Quote exactly the lines from the start of the entries to the one with "flags on top.", both ends included.

Data records:
┄┄┄┄┄┄┄┄┄┄
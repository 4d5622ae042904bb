//! Command handlers. Each returns the process exit code.

use anyhow::{Context, Result};
use std::path::Path;
use std::sync::Arc;
use std::time::Duration;
use tracing::{debug, error, info};

use super::commands::{AssessArgs, ConfigArgs};
use super::output::OutputFormatter;
use crate::config::DentscanConfig;
use crate::domain::{Job, JobStatus};
use crate::images::{
    scan_directory, DefaultImageStore, FsImageStore, HttpImageStore, ImagePreparer, ImageStore,
};
use crate::inference::{
    ConcurrencyLimiter, GenAIBackend, InferenceBackend, InferenceGateway, RecordingBackend,
};
use crate::ontology::PartOntology;
use crate::pipeline::{PipelineContext, PipelineOrchestrator};
use crate::progress::LoggingHandler;

pub const EXIT_COMPLETED: i32 = 0;
pub const EXIT_FAILED: i32 = 1;
pub const EXIT_PARTIAL: i32 = 2;

pub fn exit_code(status: JobStatus) -> i32 {
    match status {
        JobStatus::Completed => EXIT_COMPLETED,
        JobStatus::FailedPartial => EXIT_PARTIAL,
        _ => EXIT_FAILED,
    }
}

/// Loads the configuration and layers the command-line flags on top.
pub fn resolve_config(args: &AssessArgs) -> Result<DentscanConfig> {
    let mut config = DentscanConfig::load(args.config.as_deref())?;

    if let Some(provider) = args.provider {
        config.set_provider(provider);
    }
    if let Some(model) = &args.model {
        config.model = model.clone();
    }
    if let Some(temperatures) = &args.temperatures {
        config.pipeline.specialist_temperatures = temperatures.clone();
    }
    if let Some(concurrency) = args.concurrency {
        config.global_concurrency_cap = concurrency;
    }
    if args.no_area_bucketing {
        config.pipeline.area_bucketing = false;
    }
    if let Some(secs) = args.job_timeout {
        config.pipeline.job_timeout = Duration::from_secs(secs);
    }

    config.validate()?;
    Ok(config)
}

fn load_ontology(config: &DentscanConfig) -> Result<PartOntology> {
    match &config.ontology_path {
        Some(path) => PartOntology::load(path)
            .with_context(|| format!("Failed to load ontology from {}", path.display())),
        None => Ok(PartOntology::builtin()),
    }
}

fn build_backend(config: &DentscanConfig) -> Result<Arc<dyn InferenceBackend>> {
    let http = HttpImageStore::new(config.per_call_timeout)?;
    let store: Arc<dyn ImageStore> = Arc::new(DefaultImageStore::new(FsImageStore::new(), http));
    let preparer = ImagePreparer::new(store, config.max_image_px, config.jpeg_quality);

    let backend: Arc<dyn InferenceBackend> = Arc::new(
        GenAIBackend::new(
            config.provider,
            config.model.clone(),
            config.per_call_timeout,
            preparer,
        )
        .context("Failed to create inference backend")?,
    );

    match (&config.recordings_dir, config.recording_mode) {
        (Some(dir), Some(mode)) => {
            info!(dir = %dir.display(), mode = mode.as_str(), "Recording inference exchanges");
            Ok(Arc::new(RecordingBackend::new(backend, mode, dir.clone())?))
        }
        _ => Ok(backend),
    }
}

pub fn build_context(config: &DentscanConfig) -> Result<PipelineContext> {
    let backend = build_backend(config)?;
    let gateway = InferenceGateway::new(
        backend,
        ConcurrencyLimiter::new(config.global_concurrency_cap),
        config.gateway_config(),
    );
    let ontology = load_ontology(config)?;

    Ok(PipelineContext::new(
        Arc::new(gateway),
        Arc::new(ontology),
        config.pipeline.clone(),
    )
    .with_progress(Arc::new(LoggingHandler)))
}

async fn run_assessment(args: &AssessArgs) -> Result<Job> {
    let config = resolve_config(args)?;
    debug!("{}", config);

    let images = scan_directory(&args.images_dir)
        .with_context(|| format!("Failed to read images from {}", args.images_dir.display()))?;
    info!(
        images = images.len(),
        dir = %args.images_dir.display(),
        "Starting assessment"
    );

    let ctx = build_context(&config)?;
    Ok(PipelineOrchestrator::new(ctx).run(images).await)
}

fn write_output(output: &str, out: Option<&Path>) -> Result<()> {
    match out {
        Some(path) => std::fs::write(path, output)
            .with_context(|| format!("Failed to write report to {}", path.display())),
        None => {
            println!("{}", output);
            Ok(())
        }
    }
}

pub async fn handle_assess(args: &AssessArgs) -> i32 {
    let job = match run_assessment(args).await {
        Ok(job) => job,
        Err(e) => {
            error!("Assessment failed: {:#}", e);
            eprintln!("Error: {:#}", e);
            return EXIT_FAILED;
        }
    };

    let formatter = OutputFormatter::new(args.format.into());
    let written = formatter
        .format_report(&job)
        .and_then(|output| write_output(&output, args.out.as_deref()));
    if let Err(e) = written {
        eprintln!("Error: {:#}", e);
        return EXIT_FAILED;
    }

    exit_code(job.status)
}

pub async fn handle_config(args: &ConfigArgs) -> i32 {
    let result = DentscanConfig::load(args.config.as_deref())
        .map_err(anyhow::Error::from)
        .and_then(|config| {
            if let Err(e) = config.validate() {
                eprintln!("\u{26A0} {}", e);
            }
            OutputFormatter::new(args.format.into()).format_config(&config)
        });

    match result {
        Ok(output) => {
            println!("{}", output);
            EXIT_COMPLETED
        }
        Err(e) => {
            eprintln!("Error: {:#}", e);
            EXIT_FAILED
        }
    }
}

#[cfg(test)]
mod tests {
    use super::*;
    use crate::cli::commands::{CliArgs, Commands};
    use clap::Parser;
    use serial_test::serial;

    fn assess_args(extra: &[&str]) -> AssessArgs {
        let mut argv = vec!["dentscan", "assess", "/tmp/photos"];
        argv.extend_from_slice(extra);
        match CliArgs::parse_from(argv).command {
            Commands::Assess(args) => args,
            _ => panic!("Expected Assess command"),
        }
    }

    #[test]
    fn test_exit_codes() {
        assert_eq!(exit_code(JobStatus::Completed), 0);
        assert_eq!(exit_code(JobStatus::FailedPartial), 2);
        assert_eq!(exit_code(JobStatus::Failed), 1);
    }

    #[test]
    #[serial]
    fn test_flags_override_config() {
        let args = assess_args(&[
            "--temperatures",
            "0.4",
            "--concurrency",
            "9",
            "--no-area-bucketing",
            "--job-timeout",
            "30",
        ]);
        let config = resolve_config(&args).unwrap();
        assert_eq!(config.pipeline.specialist_temperatures, vec![0.4]);
        assert_eq!(config.global_concurrency_cap, 9);
        assert!(!config.pipeline.area_bucketing);
        assert_eq!(config.pipeline.job_timeout, Duration::from_secs(30));
    }

    #[test]
    #[serial]
    fn test_invalid_flags_rejected() {
        let args = assess_args(&["--concurrency", "0"]);
        assert!(resolve_config(&args).is_err());

        let args = assess_args(&["--temperatures", "3.5"]);
        assert!(resolve_config(&args).is_err());
    }

    #[tokio::test]
    #[serial]
    async fn test_missing_directory_fails() {
        let args = assess_args(&[]);
        let args = AssessArgs {
            images_dir: "/nonexistent/dentscan/photos".into(),
            ..args
        };
        assert_eq!(handle_assess(&args).await, EXIT_FAILED);
    }
}
use super::error::BackendError;
use super::types::{InferenceRequest, InferenceResponse};
use async_trait::async_trait;

/// The inference service: images plus a prompt in, text out.
///
/// Implementations perform exactly one service round trip per call. Retries,
/// timeouts and concurrency limits belong to the `InferenceGateway`.
#[async_trait]
pub trait InferenceBackend: Send + Sync {
    async fn call(&self, request: &InferenceRequest) -> Result<InferenceResponse, BackendError>;

    /// Backend name for logging (e.g. "OpenAI", "Mock")
    fn name(&self) -> &str;

    fn model_info(&self) -> Option<String> {
        None
    }
}
//! Turns image references into payloads for multimodal requests
//!
//! Bytes come from the `ImageStore`; decoding, ROI cropping, downscaling and
//! JPEG re-encoding run on the blocking pool.

use super::store::{ImageStore, ImageStoreError};
use crate::inference::ImageInput;
use base64::{engine::general_purpose, Engine};
use image::codecs::jpeg::JpegEncoder;
use image::DynamicImage;
use std::sync::Arc;

pub const JPEG_MIME: &str = "image/jpeg";

#[derive(Debug, Clone, PartialEq, Eq)]
pub struct PreparedImage {
    pub mime: &'static str,
    pub base64: String,
    pub width: u32,
    pub height: u32,
}

#[derive(Clone)]
pub struct ImagePreparer {
    store: Arc<dyn ImageStore>,
    max_px: u32,
    jpeg_quality: u8,
}

impl ImagePreparer {
    pub fn new(store: Arc<dyn ImageStore>, max_px: u32, jpeg_quality: u8) -> Self {
        Self {
            store,
            max_px: max_px.max(64),
            jpeg_quality: jpeg_quality.clamp(1, 100),
        }
    }

    pub fn store(&self) -> &Arc<dyn ImageStore> {
        &self.store
    }

    pub async fn prepare(&self, input: &ImageInput) -> Result<PreparedImage, ImageStoreError> {
        let data = self.store.fetch(&input.image).await?;
        let id = input.image.id.clone();
        let region = input.region;
        let max_px = self.max_px;
        let quality = self.jpeg_quality;

        tokio::task::spawn_blocking(move || {
            let img = image::load_from_memory(&data).map_err(|e| ImageStoreError::Decode {
                id: id.clone(),
                message: e.to_string(),
            })?;
            let img = match region {
                Some(roi) => {
                    let (x, y, w, h) = roi.to_pixels(img.width(), img.height());
                    img.crop_imm(x, y, w, h)
                }
                None => img,
            };
            encode_jpeg(img, max_px, quality).map_err(|message| ImageStoreError::Decode {
                id,
                message,
            })
        })
        .await
        .map_err(|e| ImageStoreError::Decode {
            id: input.image.id.clone(),
            message: format!("image worker failed: {}", e),
        })?
    }
}

fn encode_jpeg(img: DynamicImage, max_px: u32, quality: u8) -> Result<PreparedImage, String> {
    let img = if img.width() > max_px || img.height() > max_px {
        img.thumbnail(max_px, max_px)
    } else {
        img
    };
    let rgb = img.to_rgb8();

    let mut buf = Vec::new();
    JpegEncoder::new_with_quality(&mut buf, quality)
        .encode_image(&rgb)
        .map_err(|e| e.to_string())?;

    Ok(PreparedImage {
        mime: JPEG_MIME,
        base64: general_purpose::STANDARD.encode(&buf),
        width: rgb.width(),
        height: rgb.height(),
    })
}

impl std::fmt::Debug for ImagePreparer {
    fn fmt(&self, f: &mut std::fmt::Formatter<'_>) -> std::fmt::Result {
        f.debug_struct("ImagePreparer")
            .field("max_px", &self.max_px)
            .field("jpeg_quality", &self.jpeg_quality)
            .finish()
    }
}

#[cfg(test)]
mod tests {
    use super::*;
    use crate::domain::{ImageRef, RegionOfInterest};
    use crate::images::MemoryImageStore;
    use image::{ImageFormat, RgbImage};
    use std::io::Cursor;

    fn png_bytes(width: u32, height: u32) -> Vec<u8> {
        let img = RgbImage::from_fn(width, height, |x, y| {
            image::Rgb([(x % 255) as u8, (y % 255) as u8, 128])
        });
        let mut buf = Cursor::new(Vec::new());
        DynamicImage::ImageRgb8(img)
            .write_to(&mut buf, ImageFormat::Png)
            .unwrap();
        buf.into_inner()
    }

    fn preparer(max_px: u32) -> (Arc<MemoryImageStore>, ImagePreparer) {
        let store = Arc::new(MemoryImageStore::new());
        let preparer = ImagePreparer::new(store.clone(), max_px, 80);
        (store, preparer)
    }

    #[tokio::test]
    async fn test_downscales_large_images() {
        let (store, preparer) = preparer(100);
        store.insert("big", png_bytes(400, 200));

        let prepared = preparer
            .prepare(&ImageInput::full(ImageRef::new("big", "mem://big", "h")))
            .await
            .unwrap();

        assert_eq!(prepared.mime, "image/jpeg");
        assert_eq!(prepared.width, 100);
        assert_eq!(prepared.height, 50);
        let decoded = general_purpose::STANDARD.decode(&prepared.base64).unwrap();
        assert_eq!(&decoded[..2], &[0xFF, 0xD8]);
    }

    #[tokio::test]
    async fn test_crops_region() {
        let (store, preparer) = preparer(1600);
        store.insert("car", png_bytes(200, 100));

        let input = ImageInput::cropped(
            ImageRef::new("car", "mem://car", "h"),
            RegionOfInterest::new(0.5, 0.0, 0.5, 0.5),
        );
        let prepared = preparer.prepare(&input).await.unwrap();
        assert_eq!((prepared.width, prepared.height), (100, 50));
    }

    #[tokio::test]
    async fn test_undecodable_bytes() {
        let (store, preparer) = preparer(1600);
        store.insert("junk", b"not an image".to_vec());

        let result = preparer
            .prepare(&ImageInput::full(ImageRef::new("junk", "mem://junk", "h")))
            .await;
        assert!(matches!(result, Err(ImageStoreError::Decode { .. })));
    }

    #[tokio::test]
    async fn test_missing_image() {
        let (_store, preparer) = preparer(1600);
        let result = preparer
            .prepare(&ImageInput::full(ImageRef::new("gone", "mem://gone", "h")))
            .await;
        assert!(matches!(result, Err(ImageStoreError::NotFound(_))));
    }
}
┄┄┄┄┄┄┄┄┄┄
* _Response area_
repository 4d5622ae042904bb
//! Command handlers. Each returns the process exit code.

use anyhow::{Context, Result};
use std::path::Path;
use std::sync::Arc;
use std::time::Duration;
use tracing::{debug, error, info};

use super::commands::{AssessArgs, ConfigArgs};
use super::output::OutputFormatter;
use crate::config::DentscanConfig;
use crate::domain::{Job, JobStatus};
use crate::images::{
    scan_directory, DefaultImageStore, FsImageStore, HttpImageStore, ImagePreparer, ImageStore,
};
use crate::inference::{
    ConcurrencyLimiter, GenAIBackend, InferenceBackend, InferenceGateway, RecordingBackend,
};
use crate::ontology::PartOntology;
use crate::pipeline::{PipelineContext, PipelineOrchestrator};
use crate::progress::LoggingHandler;

pub const EXIT_COMPLETED: i32 = 0;
pub const EXIT_FAILED: i32 = 1;
pub const EXIT_PARTIAL: i32 = 2;

pub fn exit_code(status: JobStatus) -> i32 {
    match status {
        JobStatus::Completed => EXIT_COMPLETED,
        JobStatus::FailedPartial => EXIT_PARTIAL,
        _ => EXIT_FAILED,
    }
}

/// Loads the configuration and layers the command-line flags on top.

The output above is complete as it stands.